2. How would you describe this book to a friend?
This book helps founders think in larger context and question some of their core beliefs about the market and entrepreneurship.
3. What blew your mind?
Competition does NOT empower innovation, it rather removes incentives for a creative environment. Monopoly is the real engine of innovation and therefor is not by definition bad.
4. What are the core concepts
- We are unaware that we mostly still live in an old world where only telecommunication and computing has grown exponentially. Other fields are lagging behind therefor there is enough to discover.
- In the West we are living in an Indefinite Optimistic mindset which does not promote zero to one thinking. We believe most important things have been discovered and do not have the belief/audacity to tackle the remaining “impossible” huge problems.

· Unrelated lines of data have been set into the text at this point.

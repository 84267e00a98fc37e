/// Wall clock in milliseconds: `Date.now()` in the browser, a monotonic
/// clock relative to process start elsewhere.
fn now_ms() -> f64 {
    #[cfg(target_arch = "wasm32")]
    {
        js_sys::Date::now()
    }
    #[cfg(not(target_arch = "wasm32"))]
    {
        use std::sync::OnceLock;
        use std::time::Instant;

        static ORIGIN: OnceLock<Instant> = OnceLock::new();
        ORIGIN.get_or_init(Instant::now).elapsed().as_secs_f64() * 1000.0
    }
}

#[derive(Clone, Copy)]
pub(crate) struct PerfTimer {
    start_ms: f64,
}

impl PerfTimer {
    pub(crate) fn start() -> Self {
        PerfTimer { start_ms: now_ms() }
    }

    pub(crate) fn elapsed_ms(&self) -> f64 {
        (now_ms() - self.start_ms).max(0.0)
    }
}
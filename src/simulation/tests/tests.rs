use super::*;
use crate::domain::patterns::PatternKind;

fn alive_cells(sim: &Simulation) -> Vec<(i32, i32)> {
    let mut out = Vec::new();
    for y in 0..sim.height() as i32 {
        for x in 0..sim.width() as i32 {
            if sim.grid().get_cell(x, y) {
                out.push((x, y));
            }
        }
    }
    out
}

fn with_cells(width: u32, height: u32, cells: &[(i32, i32)]) -> Simulation {
    let mut sim = Simulation::new(width, height);
    for &(x, y) in cells {
        sim.set_cell(x, y, true);
    }
    sim
}

#[test]
fn new_simulation_is_empty_at_generation_zero() {
    let sim = Simulation::new(20, 10);
    assert_eq!((sim.width(), sim.height()), (20, 10));
    assert_eq!(sim.generation(), 0);
    assert_eq!(sim.population(), 0);
}

#[test]
fn blinker_oscillates_with_period_two() {
    let horizontal = vec![(4, 5), (5, 5), (6, 5)];
    let vertical = vec![(5, 4), (5, 5), (5, 6)];
    let mut sim = with_cells(10, 10, &horizontal);

    sim.next_generation();
    assert_eq!(alive_cells(&sim), vertical);
    assert_eq!(sim.generation(), 1);

    sim.next_generation();
    assert_eq!(alive_cells(&sim), horizontal);
    assert_eq!(sim.generation(), 2);
}

#[test]
fn block_is_a_still_life() {
    let block = vec![(5, 5), (6, 5), (5, 6), (6, 6)];
    let mut sim = with_cells(10, 10, &block);
    for _ in 0..5 {
        sim.next_generation();
        assert_eq!(alive_cells(&sim), block);
    }
    assert_eq!(sim.generation(), 5);
}

#[test]
fn lonely_cells_die() {
    let mut sim = with_cells(10, 10, &[(5, 5)]);
    sim.next_generation();
    assert_eq!(sim.population(), 0);

    let mut pair = with_cells(10, 10, &[(2, 2), (3, 2)]);
    pair.next_generation();
    assert_eq!(pair.population(), 0);
}

#[test]
fn crowded_center_dies() {
    let mut cells = Vec::new();
    for y in 4..=6 {
        for x in 4..=6 {
            cells.push((x, y));
        }
    }
    let mut sim = with_cells(10, 10, &cells);
    sim.next_generation();

    // Center had 8 neighbors, edge midpoints had 5
    assert!(!sim.grid().get_cell(5, 5));
    assert!(!sim.grid().get_cell(5, 4));
    assert!(!sim.grid().get_cell(4, 5));
    // Corners had 3 and survive
    assert!(sim.grid().get_cell(4, 4));
    assert!(sim.grid().get_cell(6, 6));
}

#[test]
fn three_neighbors_give_birth() {
    let mut sim = with_cells(10, 10, &[(5, 4), (5, 5), (5, 6)]);
    sim.next_generation();
    assert!(sim.grid().get_cell(4, 5));
    assert!(sim.grid().get_cell(6, 5));
}

#[test]
fn step_reads_only_the_previous_generation() {
    // An L-tromino becomes a block in one step. Updating in place would
    // let early births feed later neighbor counts.
    let mut sim = with_cells(6, 6, &[(2, 2), (3, 2), (2, 3)]);
    sim.next_generation();
    assert_eq!(alive_cells(&sim), vec![(2, 2), (3, 2), (2, 3), (3, 3)]);
}

#[test]
fn edges_do_not_wrap() {
    // Vertical blinker on the left edge loses the cells that would sit at x = -1
    let mut sim = with_cells(5, 5, &[(0, 1), (0, 2), (0, 3)]);
    sim.next_generation();
    assert_eq!(alive_cells(&sim), vec![(0, 2), (1, 2)]);
}

#[test]
fn glider_moves_diagonally() {
    let mut sim = Simulation::new(12, 12);
    sim.insert_pattern(&PatternKind::Glider.pattern(), 1, 1);
    assert_eq!(alive_cells(&sim), vec![(2, 1), (3, 2), (1, 3), (2, 3), (3, 3)]);

    for _ in 0..4 {
        sim.next_generation();
    }
    assert_eq!(alive_cells(&sim), vec![(3, 2), (4, 3), (2, 4), (3, 4), (4, 4)]);
    assert_eq!(sim.generation(), 4);
}

#[test]
fn full_grid_keeps_only_corners() {
    let mut sim = Simulation::new(4, 4);
    sim.randomize_with_probability(1.0);
    assert_eq!(sim.population(), 16);

    sim.next_generation();
    assert_eq!(alive_cells(&sim), vec![(0, 0), (3, 0), (0, 3), (3, 3)]);
}

#[test]
fn degenerate_grid_steps() {
    let mut sim = Simulation::new(0, 0);
    sim.next_generation();
    sim.randomize();
    sim.next_generation();
    assert_eq!(sim.population(), 0);
    assert_eq!(sim.generation(), 1);
}

#[test]
fn generation_counter_restarts_on_lifecycle_commands() {
    let mut sim = with_cells(10, 10, &[(4, 5), (5, 5), (6, 5)]);
    sim.next_generation();
    sim.next_generation();
    assert_eq!(sim.generation(), 2);

    sim.reset();
    assert_eq!(sim.generation(), 0);
    assert_eq!(sim.population(), 0);

    sim.next_generation();
    sim.randomize();
    assert_eq!(sim.generation(), 0);

    sim.next_generation();
    sim.resize(8, 8);
    assert_eq!(sim.generation(), 0);

    sim.next_generation();
    sim.insert_pattern(&PatternKind::Blinker.pattern(), 2, 2);
    assert_eq!(sim.generation(), 0);

    sim.next_generation();
    sim.reset_generation();
    assert_eq!(sim.generation(), 0);
    assert_eq!(sim.population(), 3);
}

#[test]
fn cell_edits_keep_the_generation_counter() {
    let mut sim = Simulation::new(10, 10);
    sim.next_generation();
    sim.next_generation();
    sim.next_generation();

    sim.toggle_cell(3, 3);
    sim.set_cell(4, 4, true);
    sim.toggle_cell(-1, 50);
    assert_eq!(sim.generation(), 3);
    assert_eq!(sim.population(), 2);
}

#[test]
fn resize_clears_and_changes_dimensions() {
    let mut sim = with_cells(10, 10, &[(1, 1), (2, 2)]);
    sim.resize(4, 7);
    assert_eq!((sim.width(), sim.height()), (4, 7));
    assert_eq!(sim.population(), 0);

    sim.set_cell(3, 6, true);
    sim.next_generation();
    assert_eq!(sim.population(), 0);
}

#[test]
fn step_follows_resize_through_grid_mut() {
    let mut sim = Simulation::new(3, 3);
    sim.grid_mut().resize(10, 10);
    for (x, y) in [(4, 5), (5, 5), (6, 5)] {
        sim.grid_mut().set_cell(x, y, true);
    }
    sim.next_generation();
    assert_eq!(alive_cells(&sim), vec![(5, 4), (5, 5), (5, 6)]);
}

#[test]
fn randomize_uses_default_density_and_seed() {
    let mut a = Simulation::with_seed(50, 50, 7);
    let mut b = Simulation::with_seed(50, 50, 7);
    a.randomize();
    b.randomize();
    assert_eq!(a.grid(), b.grid());

    // 2500 cells at 0.3: well inside [500, 1000]
    let pop = a.population();
    assert!((500..=1000).contains(&pop), "population {}", pop);
}

#[test]
fn reseed_replays_the_same_board() {
    let mut sim = Simulation::with_seed(30, 30, 99);
    sim.randomize();
    let first = sim.grid().snapshot();

    sim.randomize();
    assert_ne!(sim.grid().snapshot(), first);

    sim.reseed(99);
    sim.randomize();
    assert_eq!(sim.grid().snapshot(), first);
}

#[test]
fn randomize_with_probability_extremes() {
    let mut sim = Simulation::new(8, 8);
    sim.randomize_with_probability(0.0);
    assert_eq!(sim.population(), 0);
    sim.randomize_with_probability(1.0);
    assert_eq!(sim.population(), 64);
}

#[test]
fn perf_stats_are_zero_until_enabled() {
    let mut sim = with_cells(10, 10, &[(4, 5), (5, 5), (6, 5)]);
    sim.next_generation();
    assert_eq!(sim.get_perf_stats(), PerfStats::default());

    sim.enable_perf_metrics(true);
    sim.next_generation();
    let stats = sim.get_perf_stats();
    assert_eq!(stats.cells_processed(), 100);
    assert_eq!(stats.births(), 2);
    assert_eq!(stats.deaths(), 2);
    assert_eq!(stats.population(), 3);
    assert_eq!(stats.generation(), 2);
    assert!(stats.step_ms() >= 0.0);
}

#[test]
fn disabling_perf_metrics_clears_stats() {
    let mut sim = with_cells(10, 10, &[(4, 5), (5, 5), (6, 5)]);
    sim.enable_perf_metrics(true);
    sim.next_generation();
    assert_eq!(sim.get_perf_stats().generation(), 1);

    sim.enable_perf_metrics(false);
    assert_eq!(sim.get_perf_stats(), PerfStats::default());
    sim.next_generation();
    assert_eq!(sim.get_perf_stats(), PerfStats::default());
}
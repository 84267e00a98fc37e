//! Simulation - one Grid, the generation counter, and the Life transition
//!
//! The generation counter restarts at 0 on reset, randomize, resize and
//! pattern insertion, and grows by exactly 1 per `next_generation`. Cell
//! toggles are live edits and leave it alone.
//!
//! Each generation reads neighbor counts and prior states from the front
//! buffer only and writes results into a back buffer, then swaps the two.

use rand::SeedableRng;
use rand_chacha::ChaCha12Rng;

use crate::domain::patterns::Pattern;
use crate::grid::Grid;

#[path = "perf/perf_timer.rs"]
mod perf_timer;
#[path = "perf/perf_stats.rs"]
mod perf_stats;
#[path = "step/step.rs"]
mod step;
#[path = "commands/commands.rs"]
mod commands;
#[path = "init/init.rs"]
mod init;
mod facade;

pub use facade::GameOfLife;
pub use perf_stats::PerfStats;

use perf_timer::PerfTimer;

/// Seed used when the caller does not provide one
pub const DEFAULT_SEED: u64 = 12345;

/// Alive probability used by `randomize`
pub const DEFAULT_RANDOM_DENSITY: f64 = 0.3;

pub struct Simulation {
    grid: Grid,
    next_cells: Vec<u8>,
    generation: u64,
    rng: ChaCha12Rng,

    // Perf metrics
    perf_enabled: bool,
    perf_stats: PerfStats,
}

impl Simulation {
    /// Empty `width x height` grid at generation 0
    pub fn new(width: u32, height: u32) -> Self {
        init::create_simulation(width, height, DEFAULT_SEED)
    }

    pub fn with_seed(width: u32, height: u32, seed: u64) -> Self {
        init::create_simulation(width, height, seed)
    }

    /// Restart the random source used by `randomize`
    pub fn reseed(&mut self, seed: u64) {
        self.rng = ChaCha12Rng::seed_from_u64(seed);
    }

    pub fn grid(&self) -> &Grid {
        &self.grid
    }

    /// Direct grid access for live edits. Resizing or replacing the whole
    /// state through this handle does not touch the generation counter.
    pub fn grid_mut(&mut self) -> &mut Grid {
        &mut self.grid
    }

    pub fn width(&self) -> u32 { self.grid.width() }

    pub fn height(&self) -> u32 { self.grid.height() }

    pub fn generation(&self) -> u64 { self.generation }

    pub fn population(&self) -> usize {
        self.grid.population()
    }

    /// Counter back to 0, cells untouched
    pub fn reset_generation(&mut self) {
        self.generation = 0;
    }

    /// Apply B3/S23 to every cell at once and advance the counter
    pub fn next_generation(&mut self) {
        step::next_generation(self);
    }

    /// Clear all cells
    pub fn reset(&mut self) {
        commands::reset(self)
    }

    pub fn randomize(&mut self) {
        commands::randomize(self, DEFAULT_RANDOM_DENSITY)
    }

    pub fn randomize_with_probability(&mut self, probability: f64) {
        commands::randomize(self, probability)
    }

    /// New empty grid of the given size
    pub fn resize(&mut self, width: u32, height: u32) {
        commands::resize(self, width, height)
    }

    pub fn toggle_cell(&mut self, x: i32, y: i32) {
        commands::toggle_cell(self, x, y)
    }

    pub fn set_cell(&mut self, x: i32, y: i32, alive: bool) {
        commands::set_cell(self, x, y, alive)
    }

    /// Stamp `pattern` with its top-left corner at `(x, y)`; restarts the count
    pub fn insert_pattern(&mut self, pattern: &Pattern, x: i32, y: i32) {
        commands::insert_pattern(self, pattern, x, y)
    }

    /// Enable or disable per-generation perf metrics. Disabling clears the
    /// recorded stats.
    pub fn enable_perf_metrics(&mut self, enabled: bool) {
        self.perf_enabled = enabled;
        if !enabled {
            self.perf_stats.reset();
        }
    }

    /// Last generation's perf snapshot (zeros when perf disabled)
    pub fn get_perf_stats(&self) -> PerfStats {
        self.perf_stats.clone()
    }
}

pub(crate) use init::entropy_seed;

#[cfg(test)]
#[path = "tests/tests.rs"]
mod tests;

- There are no protocols or systems to follow to be innovative and the only pattern the writer has discovered that something new only happens in unexpected places and to find those places you must look. This ties to the definite optimism mentality.
- Competition will only lead to incremental improvements. Try to bypass thinking in these terms. Find a niche to dominate and do not try to think only in terms of disruption.
- Contrary thinking is the base for going from zero to one. This means that you need to think for yourself to define what core belief you hold that the rest of the world might find crazy. Always think from first principle.
- To launch a successful company, you need to answer 7 core questions positively about engineering, timing, monopoly, people, distribution, durability and secrets.
5. What other books would you recommend on these core concepts?
“THE DIP” by Seth Godin is also a great book that helps entrepreneurs to think things through when they are on the starting block.
6. What are the key take aways?
To add something new to the world one must NOT focus on what is already there but try to search in the nooks and crannies of their idiosyncratic beliefs/viewpoints to find their contrarian truths and make sure you can answer the seven questions affirmative
7. Who should’t read this book?
- Writer is a libertarian therefor a conservative might not agree on his premises.
- The book is founder oriented and therefor employees might not get the most out of it.
8. What left you unsatisfied about this book?
- More handles or tools on how to become a key player in a niche market.
- More thought exercises or other tips on how to search for the leftover secrets of the world.